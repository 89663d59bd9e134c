//! Health check endpoints for monitoring and diagnostics

use crate::state::AppState;
use axum::{extract::State, http::StatusCode, response::Json};
use serde::{Deserialize, Serialize};
use std::sync::Arc;
use tracing::{debug, error};
use venue_core::Table;

/// Health check response
#[derive(Debug, Clone, Serialize, Deserialize)]
pub struct HealthResponse {
    /// Service status
    pub status: String,
    /// Service version
    pub version: String,
    /// Timestamp of the check
    pub timestamp: chrono::DateTime<chrono::Utc>,
    /// Backend connectivity status
    pub backend: BackendHealth,
    /// Process uptime in seconds
    pub uptime_seconds: u64,
}

/// Backend health status
#[derive(Debug, Clone, Serialize, Deserialize)]
pub struct BackendHealth {
    /// Whether the table API answered
    pub connected: bool,
    /// Project URL
    pub url: String,
    /// Response time in milliseconds
    pub response_time_ms: u64,
}

/// Readiness check response
#[derive(Debug, Clone, Serialize, Deserialize)]
pub struct ReadinessResponse {
    /// Service readiness status
    pub ready: bool,
    /// Timestamp of the check
    pub timestamp: chrono::DateTime<chrono::Utc>,
}

/// Health check for load balancers and monitors
///
/// Probes the backend with a count on `users`. Returns 503 when the probe
/// fails.
pub async fn health_check(
    State(state): State<Arc<AppState>>,
) -> Result<Json<HealthResponse>, StatusCode> {
    let backend = match check_backend_health(&state).await {
        Ok(health) => health,
        Err(e) => {
            error!("Backend health check failed: {}", e);
            return Err(StatusCode::SERVICE_UNAVAILABLE);
        }
    };

    debug!("Health check completed in {}ms", backend.response_time_ms);
    Ok(Json(HealthResponse {
        status: "healthy".to_string(),
        version: env!("CARGO_PKG_VERSION").to_string(),
        timestamp: chrono::Utc::now(),
        backend,
        uptime_seconds: get_uptime_seconds(),
    }))
}

/// Readiness check; 200 once the backend answers
pub async fn readiness_check(
    State(state): State<Arc<AppState>>,
) -> Result<Json<ReadinessResponse>, StatusCode> {
    match state.backend.count(Table::Users, &[]).await {
        Ok(_) => Ok(Json(ReadinessResponse {
            ready: true,
            timestamp: chrono::Utc::now(),
        })),
        Err(e) => {
            error!("Readiness check failed - backend not reachable: {}", e);
            Err(StatusCode::SERVICE_UNAVAILABLE)
        }
    }
}

async fn check_backend_health(state: &AppState) -> venue_backend::BackendResult<BackendHealth> {
    let start_time = std::time::Instant::now();
    state.backend.count(Table::Users, &[]).await?;

    Ok(BackendHealth {
        connected: true,
        url: state.backend.base_url().to_string(),
        response_time_ms: u64::try_from(start_time.elapsed().as_millis()).unwrap_or(u64::MAX),
    })
}

/// Process uptime in seconds
fn get_uptime_seconds() -> u64 {
    static START_TIME: std::sync::LazyLock<std::time::Instant> =
        std::sync::LazyLock::new(std::time::Instant::now);
    START_TIME.elapsed().as_secs()
}
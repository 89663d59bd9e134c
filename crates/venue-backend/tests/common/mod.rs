//! Shared setup for backend integration tests

#![allow(dead_code)]

use serde_json::{Value, json};
use std::sync::Once;
use venue_backend::{BackendClient, EndpointsClient};
use venue_core::config::{BackendConfig, EndpointsConfig};
use wiremock::MockServer;

static INIT_LOGGER: Once = Once::new();

/// Initialize test logging (call once per test process)
pub fn init_test_logging() {
    INIT_LOGGER.call_once(|| {
        let _ = tracing_subscriber::fmt()
            .with_env_filter("debug")
            .with_test_writer()
            .try_init();
    });
}

/// Key sent as `apikey`
pub const ANON_KEY: &str = "anon-test-key";

/// Key sent as bearer token
pub const SERVICE_KEY: &str = "service-test-key";

/// Key sent as `x-admin-key`
pub const ADMIN_KEY: &str = "admin-test-key";

/// Backend configuration pointing at a mock server
pub fn backend_config(server: &MockServer) -> BackendConfig {
    BackendConfig {
        url: server.uri(),
        anon_key: ANON_KEY.to_string(),
        service_key: Some(SERVICE_KEY.to_string()),
        schema: "public".to_string(),
        storage_bucket: "images".to_string(),
        timeout_seconds: 5,
    }
}

/// Endpoint configuration pointing at a mock server
pub fn endpoints_config(server: &MockServer) -> EndpointsConfig {
    EndpointsConfig {
        base_url: server.uri(),
        admin_key: Some(ADMIN_KEY.to_string()),
        timeout_seconds: 5,
    }
}

/// Both clients pointing at one mock server
pub fn clients(server: &MockServer) -> (BackendClient, EndpointsClient) {
    let backend = BackendClient::new(&backend_config(server)).unwrap();
    let endpoints = EndpointsClient::new(&endpoints_config(server)).unwrap();
    (backend, endpoints)
}

/// Stored restaurant row
pub fn restaurant_row(id: u32, name: &str) -> Value {
    json!({
        "id": id,
        "name": name,
        "city": "Pune",
        "facilities": ["wifi", "Car Parking"],
        "opening_hours": {"monday": "09:00 - 22:00", "sunday": "Closed"},
        "is_active": true,
        "created_at": "2024-05-01T10:00:00Z"
    })
}

/// Stored corporate row
pub fn corporate_row(id: &str, seats: Option<u32>, employees: &[&str]) -> Value {
    let employees: Vec<Value> = employees
        .iter()
        .map(|email| json!({"name": "Existing", "email": email, "user_id": "u-existing"}))
        .collect();
    json!({
        "id": id,
        "name": "Acme",
        "email": "hr@acme.test",
        "seats": seats,
        "subscription_plan": "corporate-basic",
        "employees": employees
    })
}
━━━━━━━━━━━━━━━━
◆ PROBLEM STATEMENT: Every entry in the listing should be retyped exactly.

◆ ANSWER TO THIS TASK:
repository 89663d59bd9e134c
//! Health check endpoints for monitoring and diagnostics

use crate::state::AppState;
use axum::{extract::State, http::StatusCode, response::Json};
use serde::{Deserialize, Serialize};
use std::sync::Arc;
use tracing::{debug, error};
use venue_core::Table;

/// Health check response
#[derive(Debug, Clone, Serialize, Deserialize)]
pub struct HealthResponse {
    /// Service status
    pub status: String,
    /// Service version
    pub version: String,
    /// Timestamp of the check
    pub timestamp: chrono::DateTime<chrono::Utc>,
    /// Backend connectivity status
    pub backend: BackendHealth,
    /// Process uptime in seconds
    pub uptime_seconds: u64,
}

/// Backend health status
#[derive(Debug, Clone, Serialize, Deserialize)]
pub struct BackendHealth {
    /// Whether the table API answered
    pub connected: bool,
    /// Project URL
    pub url: String,
    /// Response time in milliseconds
    pub response_time_ms: u64,
}

/// Readiness check response
#[derive(Debug, Clone, Serialize, Deserialize)]
pub struct ReadinessResponse {
    /// Service readiness status
    pub ready: bool,
    /// Timestamp of the check
    pub timestamp: chrono::DateTime<chrono::Utc>,
}

/// Health check for load balancers and monitors
///
/// Probes the backend with a count on `users`. Returns 503 when the probe
/// fails.
pub async fn health_check(
    State(state): State<Arc<AppState>>,
) -> Result<Json<HealthResponse>, StatusCode> {
    let backend = match check_backend_health(&state).await {
        Ok(health) => health,
        Err(e) => {
            error!("Backend health check failed: {}", e);
            return Err(StatusCode::SERVICE_UNAVAILABLE);
        }
    };

    debug!("Health check completed in {}ms", backend.response_time_ms);
    Ok(Json(HealthResponse {
        status: "healthy".to_string(),
        version: env!("CARGO_PKG_VERSION").to_string(),
        timestamp: chrono::Utc::now(),
        backend,
        uptime_seconds: get_uptime_seconds(),
    }))
}

/// Readiness check; 200 once the backend answers
pub async fn readiness_check(
    State(state): State<Arc<AppState>>,
) -> Result<Json<ReadinessResponse>, StatusCode> {
    match state.backend.count(Table::Users, &[]).await {
        Ok(_) => Ok(Json(ReadinessResponse {
            ready: true,
            timestamp: chrono::Utc::now(),
        })),
        Err(e) => {
            error!("Readiness check failed - backend not reachable: {}", e);
            Err(StatusCode::SERVICE_UNAVAILABLE)
        }
    }
}

async fn check_backend_health(state: &AppState) -> venue_backend::BackendResult<BackendHealth> {
    let start_time = std::time::Instant::now();
    state.backend.count(Table::Users, &[]).await?;

    Ok(BackendHealth {
        connected: true,
        url: state.backend.base_url().to_string(),
        response_time_ms: u64::try_from(start_time.elapsed().as_millis()).unwrap_or(u64::MAX),
    })
}

/// Process uptime in seconds
fn get_uptime_seconds() -> u64 {
    static START_TIME: std::sync::LazyLock<std::time::Instant> =
        std::sync::LazyLock::new(std::time::Instant::now);
    START_TIME.elapsed().as_secs()
}
repository 89663d59bd9e134c
filename crates/venue-backend/tests/common/mod.rs
//! Shared setup for backend integration tests

#![allow(dead_code)]

use serde_json::{Value, json};
use std::sync::Once;
use venue_backend::{BackendClient, EndpointsClient};
use venue_core::config::{BackendConfig, EndpointsConfig};
use wiremock::MockServer;

static INIT_LOGGER: Once = Once::new();

/// Initialize test logging (call once per test process)
pub fn init_test_logging() {
    INIT_LOGGER.call_once(|| {
        let _ = tracing_subscriber::fmt()
            .with_env_filter("debug")
            .with_test_writer()
            .try_init();
    });
}

/// Key sent as `apikey`
pub const ANON_KEY: &str = "anon-test-key";

/// Key sent as bearer token
pub const SERVICE_KEY: &str = "service-test-key";

/// Key sent as `x-admin-key`
pub const ADMIN_KEY: &str = "admin-test-key";

/// Backend configuration pointing at a mock server
pub fn backend_config(server: &MockServer) -> BackendConfig {
    BackendConfig {
        url: server.uri(),
        anon_key: ANON_KEY.to_string(),
        service_key: Some(SERVICE_KEY.to_string()),
        schema: "public".to_string(),
        storage_bucket: "images".to_string(),
        timeout_seconds: 5,
    }
}

/// Endpoint configuration pointing at a mock server
pub fn endpoints_config(server: &MockServer) -> EndpointsConfig {
    EndpointsConfig {
        base_url: server.uri(),
        admin_key: Some(ADMIN_KEY.to_string()),
        timeout_seconds: 5,
    }
}

/// Both clients pointing at one mock server
pub fn clients(server: &MockServer) -> (BackendClient, EndpointsClient) {
    let backend = BackendClient::new(&backend_config(server)).unwrap();
    let endpoints = EndpointsClient::new(&endpoints_config(server)).unwrap();
    (backend, endpoints)
}

/// Stored restaurant row
pub fn restaurant_row(id: u32, name: &str) -> Value {
    json!({
        "id": id,
        "name": name,
        "city": "Pune",
        "facilities": ["wifi", "Car Parking"],
        "opening_hours": {"monday": "09:00 - 22:00", "sunday": "Closed"},
        "is_active": true,
        "created_at": "2024-05-01T10:00:00Z"
    })
}

/// Stored corporate row
pub fn corporate_row(id: &str, seats: Option<u32>, employees: &[&str]) -> Value {
    let employees: Vec<Value> = employees
        .iter()
        .map(|email| json!({"name": "Existing", "email": email, "user_id": "u-existing"}))
        .collect();
    json!({
        "id": id,
        "name": "Acme",
        "email": "hr@acme.test",
        "seats": seats,
        "subscription_plan": "corporate-basic",
        "employees": employees
    })
}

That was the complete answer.